Federal scientists are recommending that giant sunflower sea stars — key players in maintaining ecological balance in kelp forests off the West Coast — be listed as threatened under the Endangered Species Act after determining that more than 90% have recently perished from the shores off North America.
The culprit? Sea Star wasting syndrome, a mysterious pandemic that spread widely among sea star species beginning in 2013 but which affected the huge pycnopodia helianthoides with particular severity.
An estimated 5.75 billion died between 2013 and 2017, the apparent victims of a virus-sized pathogen that causes the sea stars to develop lesions, lose their appendages and dissolve.
The International Union for Conservation of Nature listed the sunflower sea star as “critically endangered” in 2020. The Center for Biological Diversity petitioned the National Oceanic and Atmospheric Administration for listing as threatened or endangered under the Endangered Species Act a year later.
NOAA Fisheries scientists have since determined that 95% to 99% of the sea stars are estimated to have died from the Washington coast south to Mexico in what the agency says is the largest marine wildlife disease outbreak on record.
The result has been catastrophic. The multiarmed sea stars can grow to more than three feet across. They have few predators, but they voraciously consume all types of marine life, especially sea urchins.

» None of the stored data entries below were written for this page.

//! Generic syntax tree shared by patterns and targets.
//!
//! Every language front end lowers into this model and the matcher only
//! ever sees it. Trees are arena-backed and immutable once built, so they
//! can be shared across worker threads without synchronization.

pub mod equality;
pub mod index;
pub mod kind;
pub mod location;
pub mod schema;
pub mod tree;

pub use equality::{fingerprint, kinds_equal, sequences_equal, structurally_equal, EqualityPolicy};
pub use index::AncestorIndex;
pub use kind::{
    ArgKind, AttrKind, BinOp, Category, DeclKind, ExprKind, ListKind, Literal, Marker, NodeKind,
    ParamKind, PatKind, StmtKind, TypeKind, UnOp,
};
pub use location::{sequence_span, LineIndex, Location, Position, Span};
pub use schema::{CategorySet, SchemaError};
pub use tree::{Node, NodeId, Tree, TreeBuilder, TreeError};

#[cfg(test)]
mod tests;
//! Cultivera manifest schema: everything lives under `data.manifest`.

use serde_json::Value;

use super::{date_only, first_text, percent, text, type_name, vendor_label, Object};
use crate::error::NormalizeError;
use crate::model::{CanonicalRecord, SourceSystem};

pub(super) fn probe(obj: &Object) -> bool {
    matches!(obj.get("data"), Some(Value::Object(_)))
}

pub(super) fn map(obj: &Object) -> Result<Vec<CanonicalRecord>, NormalizeError> {
    let data = match obj.get("data") {
        Some(Value::Object(data)) => data,
        Some(other) => {
            return Err(NormalizeError::invalid(
                SourceSystem::Cultivera,
                format!("data is {}, expected an object", type_name(other)),
            ))
        }
        None => {
            return Err(NormalizeError::invalid(SourceSystem::Cultivera, "missing data"));
        }
    };
    let manifest = data.get("manifest").and_then(Value::as_object).ok_or_else(|| {
        NormalizeError::invalid(SourceSystem::Cultivera, "missing data.manifest")
    })?;

    let empty = Object::new();
    let from_license = manifest.get("from_license").and_then(Value::as_object).unwrap_or(&empty);
    let vendor = vendor_label(
        &text(from_license.get("license_number")),
        &text(from_license.get("name")),
    );
    let accepted_date = date_only(&text(manifest.get("created_at")));

    let items: &[Value] = match manifest.get("items") {
        None | Some(Value::Null) => &[],
        Some(Value::Array(items)) => items.as_slice(),
        Some(other) => {
            return Err(NormalizeError::invalid(
                SourceSystem::Cultivera,
                format!("data.manifest.items is {}, expected a list", type_name(other)),
            ))
        }
    };

    let records = items
        .iter()
        .map(|item| {
            let item = item.as_object().unwrap_or(&empty);
            let product = item.get("product").and_then(Value::as_object).unwrap_or(&empty);
            let (thc_content, cbd_content) = test_results(item);
            CanonicalRecord {
                product_name: text(product.get("name")),
                barcode: first_text(item, &["barcode", "id"]),
                product_type: text(product.get("category")),
                quantity_received: text(item.get("quantity")),
                accepted_date: accepted_date.clone(),
                vendor: vendor.clone(),
                strain_name: text(product.get("strain_name")),
                thc_content,
                cbd_content,
                source_system: SourceSystem::Cultivera,
            }
        })
        .collect();

    Ok(records)
}

/// Scan `test_results[]` by case-insensitive substring of `type`. A type
/// containing "thc" is never also counted as CBD. Later entries override
/// earlier ones.
fn test_results(item: &Object) -> (String, String) {
    let mut thc = String::new();
    let mut cbd = String::new();
    let results = item.get("test_results").and_then(Value::as_array);
    for result in results.map(Vec::as_slice).unwrap_or(&[]) {
        let kind = result
            .get("type")
            .and_then(Value::as_str)
            .unwrap_or("")
            .to_lowercase();
        if kind.contains("thc") {
            thc = percent(result.get("percentage"));
        } else if kind.contains("cbd") {
            cbd = percent(result.get("percentage"));
        }
    }
    (thc, cbd)
}

#[cfg(test)]
mod tests {
    use super::*;
    use crate::model::UNKNOWN_VENDOR;
    use serde_json::json;

    fn obj(value: Value) -> Object {
        value.as_object().cloned().unwrap()
    }

    fn manifest_payload(items: Value) -> Object {
        obj(json!({
            "data": {
                "manifest": {
                    "from_license": { "license_number": "C-100", "name": "North Farms" },
                    "created_at": "2024-03-09T15:30:00Z",
                    "items": items
                }
            }
        }))
    }

    #[test]
    fn maps_manifest_items() {
        let payload = manifest_payload(json!([{
            "id": "item-1",
            "barcode": "CV-001",
            "quantity": 24,
            "product": { "name": "Blue Dream 3.5g", "category": "Flower", "strain_name": "Blue Dream" },
            "test_results": [
                { "type": "Total THC", "percentage": 19.2 },
                { "type": "Total CBD", "percentage": 0.1 }
            ]
        }]));

        let records = map(&payload).unwrap();
        assert_eq!(records.len(), 1);
        let r = &records[0];
        assert_eq!(r.product_name, "Blue Dream 3.5g");
        assert_eq!(r.barcode, "CV-001");
        assert_eq!(r.product_type, "Flower");
        assert_eq!(r.quantity_received, "24");
        assert_eq!(r.vendor, "C-100 - North Farms");
        assert_eq!(r.accepted_date, "2024-03-09");
        assert_eq!(r.strain_name, "Blue Dream");
        assert_eq!(r.thc_content, "19.2%");
        assert_eq!(r.cbd_content, "0.1%");
        assert_eq!(r.source_system, SourceSystem::Cultivera);
    }

    #[test]
    fn missing_manifest_is_invalid_format() {
        let err = map(&obj(json!({ "data": { "other": 1 } }))).unwrap_err();
        assert_eq!(
            err,
            NormalizeError::InvalidFormat {
                format: SourceSystem::Cultivera,
                message: "missing data.manifest".into(),
            }
        );
    }

    #[test]
    fn barcode_falls_back_to_id() {
        let payload = manifest_payload(json!([{ "id": "item-7", "product": { "name": "X" } }]));
        assert_eq!(map(&payload).unwrap()[0].barcode, "item-7");
    }

    #[test]
    fn partial_license_gives_unknown_vendor() {
        let payload = obj(json!({
            "data": { "manifest": { "from_license": { "name": "North Farms" }, "items": [] } }
        }));
        assert!(map(&payload).unwrap().is_empty());

        let payload = obj(json!({
            "data": { "manifest": {
                "from_license": { "name": "North Farms" },
                "items": [{ "id": "1", "product": { "name": "X" } }]
            } }
        }));
        assert_eq!(map(&payload).unwrap()[0].vendor, UNKNOWN_VENDOR);
    }

    #[test]
    fn thc_match_takes_precedence_over_cbd() {
        let payload = manifest_payload(json!([{
            "id": "1",
            "product": { "name": "X" },
            "test_results": [{ "type": "thc-cbd ratio", "percentage": 2 }]
        }]));
        let r = &map(&payload).unwrap()[0];
        assert_eq!(r.thc_content, "2%");
        assert_eq!(r.cbd_content, "");
    }
}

As the sea stars disappeared, sea urchins flourished, particularly small purple ones that exploded in population, decimating the kelp forests and starving out other creatures, like the red abalone that once drew thousands of divers and rock hunters to the North Coast. The abalone fishery, a springtime ritual and passion for many, has been closed since 2018.
Little is understood about the sea stars, their life cycle and the pathogen that led to their downfall. Scientists hope federal listing may steer more resources toward monitoring and research needed to learn more about them and how the survival of the estimated 600 million still remaining in the ocean can be ensured, NOAA Fisheries representatives told reporters Wednesday.
Among the efforts already underway is a captive breeding study at the Friday Harbor Labs at the University of Washington, though this kind of work is still relatively young, said Dayv Lowry, senior marine biologist with NOAA Fisheries’ Protected Resources Division.
“There’s a lot of work to be done, but a lot of really promising work to be done,” Lowry said.
Marine biologists with the California Department of Fish and Wildlife first hinted at the sea star’s crash in 2016, saying “a perfect storm” of large scale ecological impacts had drastically altered the marine ecosystem. The factors included widespread sea star wasting disease beginning in 2013, a “warm blob” of higher than usual ocean temperatures along the west coast in 2014, and an ensuing El Niño that kept water temperatures high.
Kelp, already stressed by the warm water, was soon grazed down by purple urchins that grew to more than 60 times their historic numbers and outcompeted the abalone, which died in high numbers. The urchins, meanwhile, managed to survive despite the disappearance of available plant food, earning the name “zombie urchins.”
About 95% of the bull kelp off of Sonoma and Mendocino counties died off in those first few years, and though there have been signs of regrowth in a few areas, the underwater landscape is nowhere near what it once was.
Lowry said other factors — the historic loss of sea otters, which also consume urchins — contributed to the cascading shift in the marine ecology.
Scientists still don’t know exactly what causes sea star wasting but say it appears to be exacerbated by warm water, as well as any change in temperature, even if it’s warm to cold.
They said the worst sea star losses last decade were in southern California near Baja and generally off the mainland United States. Some areas around the Aleutian Islands, for example, were not hit as hard, Lowry said.
But because the Endangered Species Act requires listing decisions for marine invertebrates to be based on species-wide assessments, without consideration for differences in local geographic areas, NOAA scientists could not petition for an “endangered” status, despite dangerously low population numbers in the southernmost part of the sea star’s range, said Sadie Wright, with NOAA Fisheries’ Alaska Region.
Wright said recovery efforts could be developed and targeted geographically, however.
The proposed rule listing the species as threatened is to appear Thursday in the Federal Register and will be subject to public comment for 60 days.
NOAA Fisheries has a year from Thursday to make a final ruling on the listing, said Lisa Manning, national listing coordinator with the Fisheries Service Office of Protected Resources.
The Canadian government is going through a similar process, Lowry said, though the species’ condition off the Canadian coast was taken into account during the U.S. status review.